Landlord leased to tenant a 2,600 square-foot space in the Woodbury Common shopping center for a term to expire on May 31, 2018. The lease contains a relocation provision, which states that “in the event the Demised Premises consist of 1,500 square feet of space of less, Landlord shall be entitled to relocate” the tenant if landlord determines that relocation is in the best interest of the shopping center. In December 2014, landlord notified tenant that it intended to relocate tenant to a new food court area, and indicated that if tenant intended to cancel the lease rather than relocating, it should notify landlord within 10 days.
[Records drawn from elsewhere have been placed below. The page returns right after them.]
use anyhow::{Context, Result};
use clap::Parser;
use std::sync::Mutex;

use nordic_aurora::config::Config;

fn main() -> Result<()> {
    let cfg = Config::parse();
    init_logging(&cfg)?;
    nordic_aurora::app::run(cfg)
}

/// Logs go to `--log-file` only; the terminal is busy with frames.
fn init_logging(cfg: &Config) -> Result<()> {
    let Some(path) = &cfg.log_file else {
        return Ok(());
    };
    let level: tracing::Level = cfg
        .log_level
        .parse()
        .map_err(|e| anyhow::anyhow!("invalid --log-level {:?}: {e}", cfg.log_level))?;
    let file = std::fs::OpenOptions::new()
        .create(true)
        .append(true)
        .open(path)
        .with_context(|| format!("open log file {}", path.display()))?;
    tracing_subscriber::fmt()
        .with_writer(Mutex::new(file))
        .with_ansi(false)
        .with_max_level(level)
        .init();
    Ok(())
}
use crate::error::AudioError;
use crate::sound::AudioBackend;
use cpal::traits::{DeviceTrait, HostTrait, StreamTrait};
use cpal::{FromSample, Sample, SampleFormat, SizedSample};
use std::path::Path;
use std::sync::atomic::{AtomicBool, AtomicU32, Ordering};
use std::sync::Arc;

/// Mono PCM clip at its native sample rate.
#[derive(Clone, Debug, PartialEq)]
pub struct PcmClip {
    pub sample_rate_hz: u32,
    pub samples: Vec<f32>,
}

impl PcmClip {
    pub fn duration_secs(&self) -> f32 {
        if self.sample_rate_hz == 0 {
            return 0.0;
        }
        self.samples.len() as f32 / self.sample_rate_hz as f32
    }
}

pub fn load_wav(path: &Path) -> Result<PcmClip, AudioError> {
    let bytes = std::fs::read(path).map_err(|e| AudioError::Decode(format!("{}: {e}", path.display())))?;
    decode_wav_pcm16(&bytes)
}

/// Decodes a RIFF/WAVE file holding 16-bit integer PCM, downmixing to mono.
pub fn decode_wav_pcm16(bytes: &[u8]) -> Result<PcmClip, AudioError> {
    if bytes.len() < 12 || &bytes[0..4] != b"RIFF" || &bytes[8..12] != b"WAVE" {
        return Err(AudioError::Decode("not a RIFF/WAVE file".to_string()));
    }

    let mut fmt: Option<(u16, u16, u32, u16)> = None;
    let mut data: Option<&[u8]> = None;
    let mut pos = 12usize;
    while pos + 8 <= bytes.len() {
        let id = &bytes[pos..pos + 4];
        let len = u32::from_le_bytes([bytes[pos + 4], bytes[pos + 5], bytes[pos + 6], bytes[pos + 7]]) as usize;
        let body_start = pos + 8;
        let body_end = body_start.saturating_add(len).min(bytes.len());
        let body = &bytes[body_start..body_end];
        match id {
            b"fmt " if body.len() >= 16 => {
                let format = u16::from_le_bytes([body[0], body[1]]);
                let channels = u16::from_le_bytes([body[2], body[3]]);
                let rate = u32::from_le_bytes([body[4], body[5], body[6], body[7]]);
                let bits = u16::from_le_bytes([body[14], body[15]]);
                fmt = Some((format, channels, rate, bits));
            }
            b"data" => data = Some(body),
            _ => {}
        }
        // Chunks are word aligned.
        pos = body_start.saturating_add(len + (len & 1));
    }

    let (format, channels, rate, bits) = fmt.ok_or_else(|| AudioError::Decode("missing fmt chunk".to_string()))?;
    let data = data.ok_or_else(|| AudioError::Decode("missing data chunk".to_string()))?;
    if format != 1 || bits != 16 {
        return Err(AudioError::Decode(format!(
            "unsupported encoding (format {format}, {bits} bits); expected 16-bit PCM"
        )));
    }
    if channels == 0 || rate == 0 {
        return Err(AudioError::Decode("invalid channel count or sample rate".to_string()));
    }

    let ch = channels as usize;
    let samples = data
        .chunks_exact(2 * ch)
        .map(|frame| {
            let sum: f32 = frame
                .chunks_exact(2)
                .map(|s| i16::from_le_bytes([s[0], s[1]]) as f32 / 32768.0)
                .sum();
            sum / ch as f32
        })
        .collect();

    Ok(PcmClip {
        sample_rate_hz: rate,
        samples,
    })
}

/// What plays under the intro.
#[derive(Clone, Debug)]
pub enum AmbientSource {
    /// Looped clip.
    Clip(Arc<PcmClip>),
    /// Synthesized forest wind.
    Wind { seed: u64 },
}

/// Brown-ish noise with slow gusts.
struct WindSynth {
    rng: fastrand::Rng,
    low: f32,
    lower: f32,
    phase: f32,
    sample_rate: f32,
}

impl WindSynth {
    fn new(seed: u64, sample_rate: f32) -> Self {
        Self {
            rng: fastrand::Rng::with_seed(seed),
            low: 0.0,
            lower: 0.0,
            phase: 0.0,
            sample_rate,
        }
    }

    fn next(&mut self) -> f32 {
        let white = self.rng.f32() * 2.0 - 1.0;
        self.phase = (self.phase + 0.07 / self.sample_rate) % 1.0;
        let gust = 0.55 + 0.45 * (self.phase * std::f32::consts::TAU).sin();
        let k = 0.010 + 0.025 * gust;
        self.low += k * (white - self.low);
        self.lower += 0.02 * (self.low - self.lower);
        (self.low - self.lower * 0.6) * (2.2 + 1.6 * gust)
    }
}

/// Bell-like partials under an exponential decay.
pub fn chime_sample(t_secs: f32) -> f32 {
    const PARTIALS: [(f32, f32); 4] = [(659.25, 0.5), (987.77, 0.3), (1318.5, 0.15), (1975.5, 0.05)];
    if t_secs < 0.0 {
        return 0.0;
    }
    let attack = (t_secs / 0.008).min(1.0);
    let env = attack * (-t_secs * 2.2).exp();
    PARTIALS
        .iter()
        .map(|&(hz, amp)| (t_secs * hz * std::f32::consts::TAU).sin() * amp)
        .sum::<f32>()
        * env
}

const CHIME_SECS: f32 = 2.5;

struct Shared {
    volume: AtomicU32,
    paused: AtomicBool,
    accent_volume: AtomicU32,
    accent_pending: AtomicBool,
}

impl Shared {
    fn new() -> Self {
        Self {
            volume: AtomicU32::new(0f32.to_bits()),
            paused: AtomicBool::new(true),
            accent_volume: AtomicU32::new(0f32.to_bits()),
            accent_pending: AtomicBool::new(false),
        }
    }
}

/// Mixer state owned by the device callback.
struct Voice {
    shared: Arc<Shared>,
    source: AmbientSource,
    wind: WindSynth,
    clip_pos: f64,
    sample_rate: f32,
    chime: Option<(usize, f32)>,
    gain: f32,
}

impl Voice {
    fn next_sample(&mut self) -> f32 {
        if self.shared.accent_pending.swap(false, Ordering::AcqRel) {
            let v = f32::from_bits(self.shared.accent_volume.load(Ordering::Relaxed));
            self.chime = Some((0, v));
        }

        let target = f32::from_bits(self.shared.volume.load(Ordering::Relaxed));
        // Per-sample smoothing keeps volume steps from clicking.
        self.gain += (target - self.gain) * 0.002;

        let ambient = match &self.source {
            AmbientSource::Clip(clip) => {
                if clip.samples.is_empty() {
                    0.0
                } else {
                    let idx = self.clip_pos as usize % clip.samples.len();
                    self.clip_pos += clip.sample_rate_hz as f64 / self.sample_rate as f64;
                    if self.clip_pos >= clip.samples.len() as f64 {
                        self.clip_pos -= clip.samples.len() as f64;
                    }
                    clip.samples[idx]
                }
            }
            AmbientSource::Wind { .. } => self.wind.next() * 0.35,
        };

        let mut out = ambient * self.gain;
        if let Some((pos, vol)) = self.chime {
            let t = pos as f32 / self.sample_rate;
            if t >= CHIME_SECS {
                self.chime = None;
            } else {
                out += chime_sample(t) * vol * 0.4;
                self.chime = Some((pos + 1, vol));
            }
        }
        out.clamp(-1.0, 1.0)
    }
}

/// Default output device via `cpal`. The device is opened on the first
/// `start`, so a missing device reads as refused playback.
pub struct CpalOutput {
    source: AmbientSource,
    shared: Arc<Shared>,
    stream: Option<cpal::Stream>,
}

impl CpalOutput {
    pub fn new(source: AmbientSource) -> Self {
        Self {
            source,
            shared: Arc::new(Shared::new()),
            stream: None,
        }
    }

    fn open_stream(&self) -> Result<cpal::Stream, AudioError> {
        let host = cpal::default_host();
        let device = host.default_output_device().ok_or(AudioError::NoDevice)?;
        let supported = device
            .default_output_config()
            .map_err(|e| AudioError::Stream(e.to_string()))?;
        let sample_rate = supported.sample_rate().0 as f32;
        let channels = supported.channels() as usize;
        let config: cpal::StreamConfig = supported.clone().into();

        let seed = match &self.source {
            AmbientSource::Wind { seed } => *seed,
            AmbientSource::Clip(_) => 0,
        };
        let voice = Voice {
            shared: Arc::clone(&self.shared),
            source: self.source.clone(),
            wind: WindSynth::new(seed, sample_rate),
            clip_pos: 0.0,
            sample_rate,
            chime: None,
            gain: 0.0,
        };

        let stream = match supported.sample_format() {
            SampleFormat::F32 => build_stream::<f32>(&device, &config, channels, voice),
            SampleFormat::I16 => build_stream::<i16>(&device, &config, channels, voice),
            SampleFormat::U16 => build_stream::<u16>(&device, &config, channels, voice),
            fmt => return Err(AudioError::Stream(format!("unsupported sample format: {fmt:?}"))),
        }?;
        tracing::debug!(sample_rate, channels, "audio output stream opened");
        Ok(stream)
    }
}

fn build_stream<T>(
    device: &cpal::Device,
    config: &cpal::StreamConfig,
    channels: usize,
    mut voice: Voice,
) -> Result<cpal::Stream, AudioError>
where
    T: SizedSample + FromSample<f32>,
{
    let err_fn = |err: cpal::StreamError| tracing::warn!("audio stream error: {err}");
    device
        .build_output_stream(
            config,
            move |data: &mut [T], _| {
                let paused = voice.shared.paused.load(Ordering::Relaxed);
                for frame in data.chunks_mut(channels.max(1)) {
                    let s = if paused { 0.0 } else { voice.next_sample() };
                    let v = T::from_sample(s);
                    frame.iter_mut().for_each(|out| *out = v);
                }
            },
            err_fn,
            None,
        )
        .map_err(|e| AudioError::Stream(e.to_string()))
}

impl AudioBackend for CpalOutput {
    fn name(&self) -> &'static str {
        match self.source {
            AmbientSource::Clip(_) => "cpal (clip)",
            AmbientSource::Wind { .. } => "cpal (wind)",
        }
    }

    fn start(&mut self) -> Result<(), AudioError> {
        if self.stream.is_none() {
            self.stream = Some(self.open_stream()?);
        }
        if let Some(stream) = &self.stream {
            stream.play().map_err(|e| AudioError::Blocked(e.to_string()))?;
        }
        self.shared.paused.store(false, Ordering::Relaxed);
        Ok(())
    }

    fn pause(&mut self) {
        self.shared.paused.store(true, Ordering::Relaxed);
        if let Some(stream) = &self.stream {
            if let Err(err) = stream.pause() {
                tracing::debug!(%err, "stream pause unsupported; output muted instead");
            }
        }
    }

    fn set_volume(&mut self, volume: f32) {
        self.shared
            .volume
            .store(volume.clamp(0.0, 1.0).to_bits(), Ordering::Relaxed);
    }

    fn play_accent(&mut self, volume: f32) -> Result<(), AudioError> {
        if self.stream.is_none() {
            return Err(AudioError::Blocked("output not started".to_string()));
        }
        self.shared
            .accent_volume
            .store(volume.clamp(0.0, 1.0).to_bits(), Ordering::Relaxed);
        self.shared.accent_pending.store(true, Ordering::Release);
        Ok(())
    }
}

#[cfg(test)]
mod tests {
    use super::*;

    fn wav_bytes(rate: u32, channels: u16, frames: &[i16]) -> Vec<u8> {
        let data_len = (frames.len() * 2) as u32;
        let mut v = Vec::new();
        v.extend_from_slice(b"RIFF");
        v.extend_from_slice(&(36 + data_len).to_le_bytes());
        v.extend_from_slice(b"WAVE");
        v.extend_from_slice(b"fmt ");
        v.extend_from_slice(&16u32.to_le_bytes());
        v.extend_from_slice(&1u16.to_le_bytes());
        v.extend_from_slice(&channels.to_le_bytes());
        v.extend_from_slice(&rate.to_le_bytes());
        v.extend_from_slice(&(rate * channels as u32 * 2).to_le_bytes());
        v.extend_from_slice(&(channels * 2).to_le_bytes());
        v.extend_from_slice(&16u16.to_le_bytes());
        v.extend_from_slice(b"data");
        v.extend_from_slice(&data_len.to_le_bytes());
        for s in frames {
            v.extend_from_slice(&s.to_le_bytes());
        }
        v
    }

    #[test]
    fn stereo_is_downmixed() {
        let bytes = wav_bytes(22_050, 2, &[16384, -16384, 16384, 16384]);
        let clip = decode_wav_pcm16(&bytes).expect("decode");
        assert_eq!(clip.sample_rate_hz, 22_050);
        assert_eq!(clip.samples, vec![0.0, 0.5]);
    }

    #[test]
    fn rejects_non_pcm16() {
        let mut bytes = wav_bytes(8000, 1, &[0, 0]);
        bytes[34] = 24; // bits per sample
        assert!(matches!(decode_wav_pcm16(&bytes), Err(AudioError::Decode(_))));
        assert!(decode_wav_pcm16(b"nope").is_err());
    }

    #[test]
    fn chime_decays() {
        let early: f32 = (0..400).map(|i| chime_sample(0.05 + i as f32 / 48_000.0).abs()).sum();
        let late: f32 = (0..400).map(|i| chime_sample(2.0 + i as f32 / 48_000.0).abs()).sum();
        assert!(late < early * 0.1);
    }

    #[test]
    fn wind_is_bounded() {
        let mut w = WindSynth::new(5, 48_000.0);
        for _ in 0..48_000 {
            let s = w.next();
            assert!(s.is_finite() && s.abs() < 4.0);
        }
    }
}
Tenant refused to move and brought this declaratory judgment action. Supreme Court denied landlord's summary judgment motion, but also denied tenant's summary judgment motion because of a dispute about whether another corporate entity owned by tenant had breached its short-term lease for kiosk space within the shopping center. Tenant's lease provides that default by tenant or any of its affiliates under any other lease with landlord would constitute an event of default.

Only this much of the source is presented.